When Michael Bloomberg took office as mayor 12 years ago, he inherited a ban on cellphones and pagers in New York public schools. During his tenure, Bloomberg strengthened and defended that ban. He called phones unnecessary distractions and warned they might be used for pornography. (No one tell him about computers, OK?)

Bloomberg likes the ban, but apparently, he doesn’t like talking about it. In an interview with New York magazine, Chirlane McCray describes how Bloomberg turned his back on her when she broached the subject during an event at Gracie Mansion.

McCray’s husband, Bill de Blasio, has long been critical of the cellphone ban. Back in 2006 then-City Councilman de Blasio participated in a press conference calling on Bloomberg and Chancellor Joel Klein to reverse the ban. “I want to help school-age families and educators strike a balance that ensures parents are empowered to take responsibility for their children’s welfare,” he said.

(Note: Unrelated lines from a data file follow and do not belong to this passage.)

//! Integration tests for u-loading-pack.

use approx::assert_relative_eq;
use nalgebra::Vector3;
use rand::rngs::StdRng;
use rand::{Rng, SeedableRng};
use u_loading_pack::{
    rearrange, rearrange_result, validate_layout, Config, Container, Item, PackingMethod,
    Packer, PlacementPolicy, Solver,
};

fn random_items(seed: u64, count: u32) -> Vec<Item> {
    let mut rng = StdRng::seed_from_u64(seed);
    (1..=count)
        .map(|id| {
            let zone = format!("po{}", rng.gen_range(1..=5));
            Item::new(
                id,
                rng.gen_range(4..=14) as f64,
                rng.gen_range(4..=14) as f64,
                rng.gen_range(3..=10) as f64,
                rng.gen_range(1.0..50.0),
                zone,
            )
            .unwrap()
        })
        .collect()
}

fn config(method: PackingMethod) -> Config {
    Config::new()
        .with_method(method)
        .with_iterations(3)
        .with_seed(2024)
}

mod scenario_tests {
    use super::*;

    #[test]
    fn test_two_cubes_bottom_left_fill() {
        let container = Container::new(8.0, 8.0, 8.0).unwrap();
        let items = vec![
            Item::new(1, 4.0, 4.0, 4.0, 1.0, "po1").unwrap(),
            Item::new(2, 4.0, 4.0, 4.0, 1.0, "po1").unwrap(),
        ];

        let result = Packer::new(config(PackingMethod::BottomLeftFill))
            .solve(&items, &container)
            .unwrap();

        assert_eq!(result.placed.len(), 2);
        assert_eq!(result.placed[0].position, Vector3::new(0.0, 0.0, 0.0));
        assert_eq!(result.placed[1].position, Vector3::new(4.0, 0.0, 0.0));
        assert_relative_eq!(result.utilization, 0.25);
    }

    #[test]
    fn test_oversized_item_is_unplaced() {
        let container = Container::new(5.0, 5.0, 5.0).unwrap();
        let items = vec![Item::new(1, 10.0, 10.0, 10.0, 1.0, "po1").unwrap()];

        for method in PackingMethod::ALL {
            let result = Packer::new(config(method)).solve(&items, &container).unwrap();
            assert!(result.placed.is_empty());
            assert_eq!(result.unplaced.len(), 1);
            assert_eq!(result.unplaced[0].id(), 1);
            assert_eq!(result.utilization, 0.0);
        }
    }

    #[test]
    fn test_empty_item_set() {
        let container = Container::new(5.0, 5.0, 5.0).unwrap();
        for method in PackingMethod::ALL {
            let result = Packer::new(config(method)).solve(&[], &container).unwrap();
            assert!(result.placed.is_empty());
            assert_eq!(result.utilization, 0.0);
        }
    }
}

mod property_tests {
    use super::*;

    #[test]
    fn test_layouts_are_valid_for_every_method() {
        let container = Container::new(40.0, 60.0, 30.0).unwrap();

        for seed in [1, 2, 3] {
            let items = random_items(seed, 30);
            for method in PackingMethod::ALL {
                let result = Packer::new(config(method)).solve(&items, &container).unwrap();
                let threshold = PlacementPolicy::for_method(method).support_threshold;

                validate_layout(&result, &container, threshold).unwrap();
                assert_eq!(result.placed.len() + result.unplaced.len(), items.len());

                let volume: f64 = result.placed.iter().map(|p| p.volume()).sum();
                assert_relative_eq!(result.utilization, volume / container.volume(), epsilon = 1e-9);
            }
        }
    }

    #[test]
    fn test_placed_orientations_are_permutations() {
        let container = Container::new(40.0, 60.0, 30.0).unwrap();
        let items = random_items(9, 25);
        let result = Packer::new(config(PackingMethod::BottomLeftFill))
            .solve(&items, &container)
            .unwrap();

        for p in &result.placed {
            let item = items.iter().find(|i| i.id() == p.item_id).unwrap();
            let mut dims = [item.width(), item.length(), item.height()];
            let mut oriented = [p.orientation.dx, p.orientation.dy, p.orientation.dz];
            dims.sort_by(|a, b| a.partial_cmp(b).unwrap());
            oriented.sort_by(|a, b| a.partial_cmp(b).unwrap());
            assert_eq!(dims, oriented);
            assert_eq!(&p.zone, item.zone());
        }
    }

    #[test]
    fn test_utilization_history_is_monotonic() {
        let container = Container::new(40.0, 60.0, 30.0).unwrap();
        let items = random_items(4, 40);
        let result = Packer::new(
            Config::new()
                .with_method(PackingMethod::BottomLeftFill)
                .with_iterations(6)
                .with_seed(5),
        )
        .solve(&items, &container)
        .unwrap();

        assert_eq!(result.utilization_history.len(), 6);
        for pair in result.utilization_history.windows(2) {
            assert!(pair[1] >= pair[0]);
        }
        assert!(result.best_iteration < 6);
    }

    #[test]
    fn test_rearrangement_is_an_idempotent_bijection() {
        let container = Container::new(40.0, 60.0, 30.0).unwrap();
        let items = random_items(6, 30);

        for method in PackingMethod::ALL {
            let result = Packer::new(config(method)).solve(&items, &container).unwrap();
            let rearranged = rearrange_result(&result, &container);

            let mut orders: Vec<usize> = rearranged.placed.iter().map(|p| p.load_order).collect();
            orders.sort();
            assert_eq!(orders, (1..=result.placed.len()).collect::<Vec<_>>());

            // Only load orders change.
            for p in &rearranged.placed {
                let original = result.get(p.item_id).unwrap();
                assert_eq!(p.position, original.position);
                assert_eq!(p.orientation, original.orientation);
            }

            let again = rearrange(&rearranged.placed, &container);
            assert_eq!(again, rearranged.placed);
            validate_layout(&rearranged, &container, 0.8).unwrap();
        }
    }
}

He has reiterated the opinion at appearances throughout his mayoral campaign, emphasizing parents’ safety concerns. At a forum in April, de Blasio told reporters, “I tried talking to the mayor about this.”

Back in 2006, McCray, told New York, she tried talking to him about it too. Bloomberg wasn’t having it.

McCray’s memory of one visit to Gracie Mansion is still vivid. She remembers going to a reception there in 2006 for council members and spouses. Chiara de Blasio — now 18 and a sophomore at a college in Northern California — had just begun middle school, and Bloomberg’s Department of Education had instituted a ban on student cell phones. McCray approached the mayor. “I said, ‘Mayor Bloomberg, you are my hero! Because you instituted the smoking ban, which is so important and has done so much for people who have respiratory problems in this city and for our children. I want to thank you for that. But the cell phones in the schools’–and as soon as I said the words cell phones, he turned his back and walked away from me,” she tells me. “I was so shocked. I had never had that experience before–someone just turning and walking away like that! Bill shook his head and said, ‘That’s just how he is.’ ”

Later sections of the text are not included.